The disease is self-limited in immunocompetent patients who do not require specific treatment in addition to hydration and adequate water-electrolyte replacement. In patients with Aids, hydration should be vigorous, particularly in cases with the severe and debilitating form of the disease. Antidiarrheal agents such as diphenoxylate and loperamide should be used to reduce the loss of water through feces and the number of evacuations, thus improving the quality of life of these patients. A somatostatin analog, octreotide acetate, inhibits intestinal secretion of fluids and improves diarrhea in these patients, but, obviously, without a parasitological cure (Cello et al. 1991). Various drugs have been tested for the treatment of cryptosporidiosis, but none of them has shown a complete curative effect thus far. The orally administered macrolides spiramycin, roxithromycin and azithromycin have demonstrated partial efficacy, but without eradication of the parasite in most of the individuals treated (Soave et al 1990). Paromomycin, an aminoglycoside administered orally at the dose of 2 g/day, has shown good activity on this coccidium. In some series, symptomatic improvement was observed in most patients and eradication of the infection was even reported in a few individuals (Clezy et al 1991, Fichtembaun et al. 1993). However, a recent controlled study did not demonstrate the expected efficacy of this drug in the treatment of human cryp-tosporidiosis (Hewitt et al. 2000).

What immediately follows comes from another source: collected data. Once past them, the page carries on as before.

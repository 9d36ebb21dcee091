//! Signing, hashing and symmetric encryption of bundles
//!
//! - Signed bundles are `signature(64) ∥ body` (ed25519 over the body)
//! - Bundle hashes are blake2b-256 over the whole signed bytes
//! - Encrypted payloads are `nonce(24) ∥ ciphertext` (XChaCha20-Poly1305)

use crate::error::{Error, Result};
use blake2::digest::consts::U32;
use blake2::{Blake2b, Digest};
use chacha20poly1305::aead::{Aead, KeyInit};
use chacha20poly1305::{Key, XChaCha20Poly1305, XNonce};
use ed25519_dalek::{Signature, Signer, Verifier};
use rand::rngs::OsRng;
use rand::RngCore;

pub use ed25519_dalek::{SigningKey, VerifyingKey};

/// Length of an ed25519 signature.
pub const SIGNATURE_LEN: usize = 64;
/// Length of symmetric keys.
pub const SYMMETRIC_KEY_LEN: usize = 32;
const NONCE_LEN: usize = 24;
const KEY_ID_MASK: u64 = (1 << 52) - 1;

type Blake2b256 = Blake2b<U32>;

/// blake2b-256 digest.
pub fn digest(data: &[u8]) -> [u8; 32] {
    let mut out = [0u8; 32];
    out.copy_from_slice(&Blake2b256::digest(data));
    out
}

/// Generate a fresh signing key.
pub fn generate_signing_key() -> SigningKey {
    SigningKey::generate(&mut OsRng)
}

/// Produce `signature ∥ body`.
pub fn sign(signing_key: &SigningKey, body: &[u8]) -> Vec<u8> {
    let signature = signing_key.sign(body);
    let mut out = Vec::with_capacity(SIGNATURE_LEN + body.len());
    out.extend_from_slice(&signature.to_bytes());
    out.extend_from_slice(body);
    out
}

/// Split signed bytes into `(signature, body)`.
pub fn split_signed(signed: &[u8]) -> Result<(&[u8], &[u8])> {
    if signed.len() < SIGNATURE_LEN {
        return Err(Error::InvalidBundle(format!(
            "signed bundle shorter than a signature: {} bytes",
            signed.len()
        )));
    }
    Ok(signed.split_at(SIGNATURE_LEN))
}

/// Parse a 32-byte verify key.
pub fn verifying_key(bytes: &[u8]) -> Result<VerifyingKey> {
    let raw: [u8; 32] = bytes
        .try_into()
        .map_err(|_| Error::CryptoError(format!("verify key must be 32 bytes, got {}", bytes.len())))?;
    VerifyingKey::from_bytes(&raw).map_err(|e| Error::CryptoError(e.to_string()))
}

/// Parse a 32-byte signing key.
pub fn signing_key(bytes: &[u8]) -> Result<SigningKey> {
    let raw: [u8; 32] = bytes
        .try_into()
        .map_err(|_| Error::CryptoError(format!("signing key must be 32 bytes, got {}", bytes.len())))?;
    Ok(SigningKey::from_bytes(&raw))
}

/// Check the signature of `signature ∥ body` bytes.
///
/// # Errors
/// Returns `InvalidBundle` when the signature does not verify.
pub fn verify_signed(verify_key: &VerifyingKey, signed: &[u8]) -> Result<()> {
    let (signature, body) = split_signed(signed)?;
    let mut raw = [0u8; SIGNATURE_LEN];
    raw.copy_from_slice(signature);
    verify_key
        .verify(body, &Signature::from_bytes(&raw))
        .map_err(|e| Error::InvalidBundle(format!("bad signature: {e}")))
}

/// Generate a random symmetric key.
pub fn generate_symmetric_key() -> [u8; SYMMETRIC_KEY_LEN] {
    let mut key = [0u8; SYMMETRIC_KEY_LEN];
    OsRng.fill_bytes(&mut key);
    key
}

/// 52-bit identifier of a symmetric key: the leading bytes of its digest.
pub fn key_id(symmetric_key: &[u8]) -> u64 {
    let hash = digest(symmetric_key);
    let mut leading = [0u8; 8];
    leading.copy_from_slice(&hash[..8]);
    u64::from_be_bytes(leading) & KEY_ID_MASK
}

fn cipher(symmetric_key: &[u8]) -> Result<XChaCha20Poly1305> {
    if symmetric_key.len() != SYMMETRIC_KEY_LEN {
        return Err(Error::CryptoError(format!(
            "expecting {SYMMETRIC_KEY_LEN} byte symmetric keys"
        )));
    }
    Ok(XChaCha20Poly1305::new(Key::from_slice(symmetric_key)))
}

/// Encrypt into `nonce ∥ ciphertext`.
pub fn encrypt(symmetric_key: &[u8], plaintext: &[u8]) -> Result<Vec<u8>> {
    let mut nonce = [0u8; NONCE_LEN];
    OsRng.fill_bytes(&mut nonce);
    let sealed = cipher(symmetric_key)?
        .encrypt(XNonce::from_slice(&nonce), plaintext)
        .map_err(|e| Error::CryptoError(e.to_string()))?;
    let mut out = Vec::with_capacity(NONCE_LEN + sealed.len());
    out.extend_from_slice(&nonce);
    out.extend_from_slice(&sealed);
    Ok(out)
}

/// Inverse of [`encrypt`].
pub fn decrypt(symmetric_key: &[u8], encrypted: &[u8]) -> Result<Vec<u8>> {
    if encrypted.len() < NONCE_LEN {
        return Err(Error::CryptoError("ciphertext shorter than nonce".to_string()));
    }
    let (nonce, sealed) = encrypted.split_at(NONCE_LEN);
    cipher(symmetric_key)?
        .decrypt(XNonce::from_slice(nonce), sealed)
        .map_err(|e| Error::CryptoError(format!("could not decrypt: {e}")))
}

Since patients with cryptosporidiosis eliminate large amounts of oocysts in their feces, they might easily contaminate the environment, the persons in contact with them, water and food. Universal precautions, such as washing the hands and adequate destination of dejecta and contaminated material, are fundamental for the prevention of this protozoosis and epidemic outbreaks. However, in the case of a cryptosporidiosis outbreak, particularly that transmitted through contaminated water reservoirs, the population should be advised to consume only boiled or bottled water, a recommendation that should be also made to patients with Aids. It is important to remember that chlorination does not eliminate Cryptosporidium oocysts from the public water reservoirs, which eventually become contaminated through the feces of domestic animals present in nearby rural areas (Hayes et al. 1989, Moore et al. 1993).